"Seal the Caged Bird… with another seal."
The moment the idea fully landed, Hyūga Hizashi's breath caught.
A curse mark reinforced by a sealing technique. A curse that could no longer be activated. A shackle rendered inert.
For generations, the branch family had obsessed over one question: how to remove the Caged Bird. No one had ever considered burying it instead.
What did they truly hate about the seal?
Not the pain.Not even the threat of death.
It was control.
The ability of the main family to reach into their skulls at will.
If the seal could no longer be triggered, if it could no longer be sensed, then the cage still existed—but the door was gone.
A problem that could not be solved… made irrelevant.
Hizashi felt as if an entirely new world had opened before him.
"Thank you, Yoru-kun," he said hoarsely, lowering himself into a formal kneel once more. "If this succeeds, the Hyūga branch family will stand under Orochimaru-sama."

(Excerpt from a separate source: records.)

#[async_trait]
impl SettlementTx for PgSettlementTx {
    async fn insert_order(&mut self, order: &OrderRef) -> BillingResult<Order> {
        let sequence = sqlx::query_scalar::<_, i64>(
            "INSERT INTO orders (order_type, id, patient_id, admission_id, consultation_id, surgery_id, \
             billed_item, total_amount, ordered_at, status) \
             VALUES ($1, $2, $3, $4, $5, $6, $7, $8, $9, 'pending') \
             RETURNING sequence",
        )
        .bind(order.target.claim_type().as_str())
        .bind(order.id())
        .bind(order.patient_id)
        .bind(order.links.admission_id)
        .bind(order.links.consultation_id)
        .bind(order.links.surgery_id)
        .bind(order.billed_item)
        .bind(order.total_amount)
        .bind(order.ordered_at)
        .fetch_one(&mut *self.tx)
        .await;

        match sequence {
            Ok(sequence) => Ok(Order::pending(order.clone(), sequence)),
            Err(e) => {
                let err = DatabaseError::from(e);
                if err.unique_violation().as_deref() == Some(ORDER_KEY) {
                    Err(BillingError::DuplicateOrder(order.id()))
                } else {
                    Err(err.into())
                }
            }
        }
    }

    async fn find_order(&mut self, target: &ClaimTarget) -> BillingResult<Option<Order>> {
        let sql = format!("SELECT {ORDER_COLUMNS} FROM orders WHERE order_type = $1 AND id = $2");
        let row = sqlx::query(&sql)
            .bind(target.claim_type().as_str())
            .bind(target.order_id())
            .fetch_optional(&mut *self.tx)
            .await
            .map_err(DatabaseError::from)?;

        Ok(row.map(|r| order_from_row(&r)).transpose().map_err(DatabaseError::from)?)
    }

    async fn lock_order(&mut self, target: &ClaimTarget) -> BillingResult<Option<Order>> {
        let sql = format!("SELECT {ORDER_COLUMNS} FROM orders WHERE order_type = $1 AND id = $2 FOR UPDATE");
        let row = sqlx::query(&sql)
            .bind(target.claim_type().as_str())
            .bind(target.order_id())
            .fetch_optional(&mut *self.tx)
            .await
            .map_err(DatabaseError::from)?;

        Ok(row.map(|r| order_from_row(&r)).transpose().map_err(DatabaseError::from)?)
    }

    async fn update_order(&mut self, order: &Order) -> BillingResult<()> {
        let payment = order.payment.as_ref();
        sqlx::query(
            "UPDATE orders SET status = $3, paid_at = $4, paid_by = $5, transaction_id = $6, claim_id = $7, \
             covered_amount = $8, amount_paid = $9, debt_added = $10 \
             WHERE order_type = $1 AND id = $2",
        )
        .bind(order.order.target.claim_type().as_str())
        .bind(order.id())
        .bind(order.status.as_str())
        .bind(payment.map(|p| p.paid_at))
        .bind(payment.map(|p| p.paid_by))
        .bind(payment.map(|p| p.transaction_id))
        .bind(payment.and_then(|p| p.claim_id))
        .bind(payment.map(|p| p.covered_amount))
        .bind(payment.map(|p| p.amount_paid))
        .bind(payment.map(|p| p.debt_added))
        .execute(&mut *self.tx)
        .await
        .map_err(DatabaseError::from)?;
        Ok(())
    }

    async fn pending_admission_orders(&mut self, admission_id: Uuid) -> BillingResult<Vec<Order>> {
        let sql = format!(
            "SELECT {ORDER_COLUMNS} FROM orders WHERE admission_id = $1 AND status = 'pending' \
             ORDER BY ordered_at, sequence FOR UPDATE"
        );
        let rows = sqlx::query(&sql)
            .bind(admission_id)
            .fetch_all(&mut *self.tx)
            .await
            .map_err(DatabaseError::from)?;

        Ok(rows
            .iter()
            .map(order_from_row)
            .collect::<Result<Vec<_>, _>>()
            .map_err(DatabaseError::from)?)
    }

    async fn lock_admission(&mut self, admission_id: Uuid) -> BillingResult<Option<Admission>> {
        let row = sqlx::query(
            "SELECT id, patient_id, deposit_balance, total_charges, outstanding_debt \
             FROM admissions WHERE id = $1 FOR UPDATE",
        )
        .bind(admission_id)
        .fetch_optional(&mut *self.tx)
        .await
        .map_err(DatabaseError::from)?;

        Ok(row.map(|r| admission_from_row(&r)).transpose().map_err(DatabaseError::from)?)
    }

    async fn update_admission(&mut self, admission: &Admission) -> BillingResult<()> {
        sqlx::query(
            "UPDATE admissions SET deposit_balance = $2, total_charges = $3, outstanding_debt = $4 WHERE id = $1",
        )
        .bind(admission.id)
        .bind(admission.deposit_balance)
        .bind(admission.total_charges)
        .bind(admission.outstanding_debt)
        .execute(&mut *self.tx)
        .await
        .map_err(DatabaseError::from)?;
        Ok(())
    }

    async fn lock_wallet(&mut self, patient_id: Uuid) -> BillingResult<Wallet> {
        let row = sqlx::query(
            "INSERT INTO wallets (patient_id) VALUES ($1) \
             ON CONFLICT (patient_id) DO UPDATE SET balance = wallets.balance \
             RETURNING patient_id, balance, outstanding_debt",
        )
        .bind(patient_id)
        .fetch_one(&mut *self.tx)
        .await
        .map_err(DatabaseError::from)?;

        Ok(wallet_from_row(&row).map_err(DatabaseError::from)?)
    }

    async fn update_wallet(&mut self, wallet: &Wallet) -> BillingResult<()> {
        sqlx::query("UPDATE wallets SET balance = $2, outstanding_debt = $3 WHERE patient_id = $1")
            .bind(wallet.patient_id)
            .bind(wallet.balance)
            .bind(wallet.outstanding_debt)
            .execute(&mut *self.tx)
            .await
            .map_err(DatabaseError::from)?;
        Ok(())
    }

    async fn insert_transaction(&mut self, record: &TransactionRecord) -> BillingResult<()> {
        sqlx::query(
            "INSERT INTO transactions (id, patient_id, admission_id, order_type, order_id, kind, direction, \
             amount, drawn_amount, debt_amount, covered_amount, claim_id, actor, created_at) \
             VALUES ($1, $2, $3, $4, $5, $6, $7, $8, $9, $10, $11, $12, $13, $14)",
        )
        .bind(record.id)
        .bind(record.patient_id)
        .bind(record.admission_id)
        .bind(record.order.map(|t| t.claim_type().as_str()))
        .bind(record.order.map(|t| t.order_id()))
        .bind(record.kind.as_str())
        .bind(record.direction.as_str())
        .bind(record.amount)
        .bind(record.drawn_amount)
        .bind(record.debt_amount)
        .bind(record.covered_amount)
        .bind(record.claim_id)
        .bind(record.actor)
        .bind(record.created_at)
        .execute(&mut *self.tx)
        .await
        .map_err(DatabaseError::from)?;
        Ok(())
    }
}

It wasn't a tentative promise.
It was a full commitment.
Uchiha Yoru accepted it with a calm smile."Please, Hizashi-san. Orochimaru-sensei has always believed the divide between the main and branch families is needlessly cruel. He may be ruthless to enemies, but he is generous to his own."
He delivered the line smoothly, without the slightest hint of embarrassment.
Hizashi exhaled slowly, forcing his emotions back under control.
"The branch family will never forget this."
If the branch family were ever to survive independently in Konoha, they would need leverage. The Hokage was beyond reach, but the next Hokage was not.
Backing Orochimaru meant opportunity. Political room. Resources carved from other clans. A chance, one day, to stand as a true Hyūga clan again.
"This matter is too sensitive to spread," Yoru said evenly. "Once there's progress, I'll inform you."
"Is there anything you require?" Hizashi asked immediately. "The branch family will do everything we can."
They were already all-in. Hesitation no longer existed.
"Funding," Yoru replied without pause. "Your visit won't escape notice, especially with certain eyes fixed on the Uchiha. Financial support makes a convenient cover."
Hizashi nodded at once.
"And the Caged Bird's original sealing records," Yoru added. "Those are essential."
"I'll bring both next time," Hizashi said firmly.
Only funding was valuable enough to justify a personal visit. It was the perfect excuse.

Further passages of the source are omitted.